Appalachian Sustainable Agriculture Project (ASAP) returns in 2021 with 13 returning and nine new farms set to participate in the tour that’s scheduled for noon to 5 p.m., Sept. 18–19.

The farms showcase the diversity of agriculture in the region, offering everything from berries to livestock, vineyards to creameries and fiber to flowers, and all are located within an hour of Asheville.

Tourgoers can experience working farms through guided and self-guided tours, demonstrations, interacting with farm animals, u-pick produce and flowers, local food tastings and more. The tour is appropriate for attendees of all ages and abilities.

The Farm Tour features five clusters to help visitors maximize their time at farms. Tourgoers should plan to visit two to four farms each day, spending at least an hour at each. Farm Tour guides, including a map, driving directions, tour tips and farm descriptions will be available at ASAP and around the community, as well as online by mid-August.

Barnardsville Cluster

(Bullets signify new farm participants.)

  • Burley Stick Farm, Barnardsville
  • Barn Blossom, Barnardsville

Good Fibrations Angora Goats, Barnardsville

Fairview/Fletcher Cluster

Flying Cloud Farm, Fairview

Hickory Nut Gap Farm, Fairvew

  • Cane Creek Valley Farm, Fletcher
  • Raspberry Fields, Fletcher

West Cluster

Smoking J’s Fiery Foods, Candler

Sustainabillies/Two Trees Farm, Canton

The Ten Acre Garden, Canton

  • Smoky Mountain Mangalitsa, Waynesville

Leicester Cluster

  • Mount Gilead Farm, Leicester

Long Branch Environmental Education Center, Leicester

Addison Farms Vineyard, Leicester

Farm Retreat/Farmhouse Beef, Marshall

  • SAHC Community Farm: Blazing Star Flowers and Lunar Whale Herbs, Alexander

Henderson/Transylvania Cluster

North River Farms, Mills River

Holly Spring Farm, Mills River

  • Pope Farms/Packa’s Place, Horse Shoe

Sideways Farm & Brewery, Etowah

  • Clem’s Organic Gardens, Pisgah Forest

“It can be overwhelming to decide which farms to visit, so we recommend using the guide or website in advance to find farms that match your interests,” said Sarah Hart, ASAP communications manager. “For instance, some farms offer special kids activities or play spaces; some have hiking trails; many offer expertise on specific types of farming; several offer meals; and at a few you even can relax with beverages produced from the farm.”
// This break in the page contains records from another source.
use anyhow::{Context, Result};
use serde::{Deserialize, Serialize};
use std::fs::{self, File};
use std::path::{Path, PathBuf};

use crate::core::oscillator::DEFAULT_AMPLITUDE;

pub const DEFAULT_SAMPLE_RATE: u32 = 44100;
pub const DEFAULT_BLOCK_SIZE: u32 = 1024;

/// User-editable settings, stored as JSON in the platform config directory.
#[derive(Debug, Clone, PartialEq, Serialize, Deserialize)]
#[serde(default)]
pub struct SynthSettings {
    pub sample_rate: u32,
    pub block_size: u32,
    pub channels: u16,
    pub amplitude: f32,
    pub output_device: Option<String>,
    /// Lowest key of the on-screen keyboard
    pub base_note: u8,
    pub octaves: u8,
}

impl Default for SynthSettings {
    fn default() -> Self {
        Self {
            sample_rate: DEFAULT_SAMPLE_RATE,
            block_size: DEFAULT_BLOCK_SIZE,
            channels: 1,
            amplitude: DEFAULT_AMPLITUDE,
            output_device: None,
            base_note: 60,
            octaves: 2,
        }
    }
}

impl SynthSettings {
    pub fn settings_dir() -> Result<PathBuf> {
        let mut path = dirs::config_dir()
            .ok_or_else(|| anyhow::anyhow!("Could not find config directory"))?;
        path.push("minisynth");
        Ok(path)
    }

    pub fn settings_path() -> Result<PathBuf> {
        Ok(Self::settings_dir()?.join("settings.json"))
    }

    /// Load the settings file, writing the defaults the first time so they can be edited.
    pub fn load_or_create() -> Result<Self> {
        let path = Self::settings_path()?;
        if path.exists() {
            Self::load_from(&path)
        } else {
            let settings = Self::default();
            settings.save_to(&path)?;
            log::info!("Wrote default settings to {}", path.display());
            Ok(settings)
        }
    }

    pub fn load_from(path: &Path) -> Result<Self> {
        let file = File::open(path)
            .with_context(|| format!("Could not open settings file {}", path.display()))?;
        let settings: SynthSettings = serde_json::from_reader(file)
            .with_context(|| format!("Invalid settings file {}", path.display()))?;
        Ok(settings.sanitized())
    }

    pub fn save_to(&self, path: &Path) -> Result<()> {
        if let Some(dir) = path.parent() {
            fs::create_dir_all(dir)?;
        }
        let file = File::create(path)?;
        serde_json::to_writer_pretty(file, self)?;
        Ok(())
    }

    /// Keep the keyboard inside the MIDI range, the stream parameters non-zero and
    /// the amplitude at or below the headroom level.
    fn sanitized(mut self) -> Self {
        let defaults = Self::default();
        if self.sample_rate == 0 {
            self.sample_rate = defaults.sample_rate;
        }
        if self.block_size == 0 {
            self.block_size = defaults.block_size;
        }
        self.channels = self.channels.max(1);
        // Peaks stay within the ±DEFAULT_AMPLITUDE headroom bound.
        self.amplitude = self.amplitude.clamp(0.0, DEFAULT_AMPLITUDE);
        self.base_note = self.base_note.min(127);
        let max_octaves = ((127 - self.base_note as u32 + 1) / 12).max(1);
        self.octaves = (self.octaves as u32).clamp(1, max_octaves) as u8;
        self
    }
}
“The ASAP Farm Tour gives us a chance to share our passion with others committed to a sustainable future,” said Sustainabillies/Two Trees Farm owner Sara Martin. “Showing people the joys of working the land and eating fresh food creates a community. We are truly happiest when we have our feet in the soil, sharing skills to make agriculture more accessible to others. Come share our dream.”
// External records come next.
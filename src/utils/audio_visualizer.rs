// Waveform preview for the display

use crate::core::oscillator::ToneState;
use std::f64::consts::TAU;

/// Number of cycles shown in the preview
pub const PREVIEW_CYCLES: f64 = 2.0;

/// Generate `points` preview points of the current tone.
///
/// X runs over [0, 1) regardless of pitch so every note shows the same number of
/// cycles; silence is a flat line.
pub fn generate_tone_preview(tone: ToneState, amplitude: f32, points: usize) -> Vec<[f32; 2]> {
    let mut result = Vec::with_capacity(points);

    for i in 0..points {
        let x = i as f64 / points as f64;
        let y = match tone {
            ToneState::Silent => 0.0,
            ToneState::Sounding { .. } => amplitude as f64 * (TAU * PREVIEW_CYCLES * x).sin(),
        };
        result.push([x as f32, y as f32]);
    }

    result
}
Advance passes are on sale now for $35 at asapconnections.org/farmtour. One pass admits a carload of visitors to all farms both days. Pending availability, passes purchased the weekend of the tour will be $45. Volunteers who work one day of the tour, welcoming visitors at participating farms, may tour for free on the other day. Sign up to volunteer at asapconnections.org/farmtour.

The Farm Tour is primarily an outdoor event and will follow current state guidelines to prevent the spread of COVID-19. Hand-washing facilities or hand sanitizer will be available at all farms. Visitors who are not vaccinated should wear a mask and maintain social distancing while on the tour.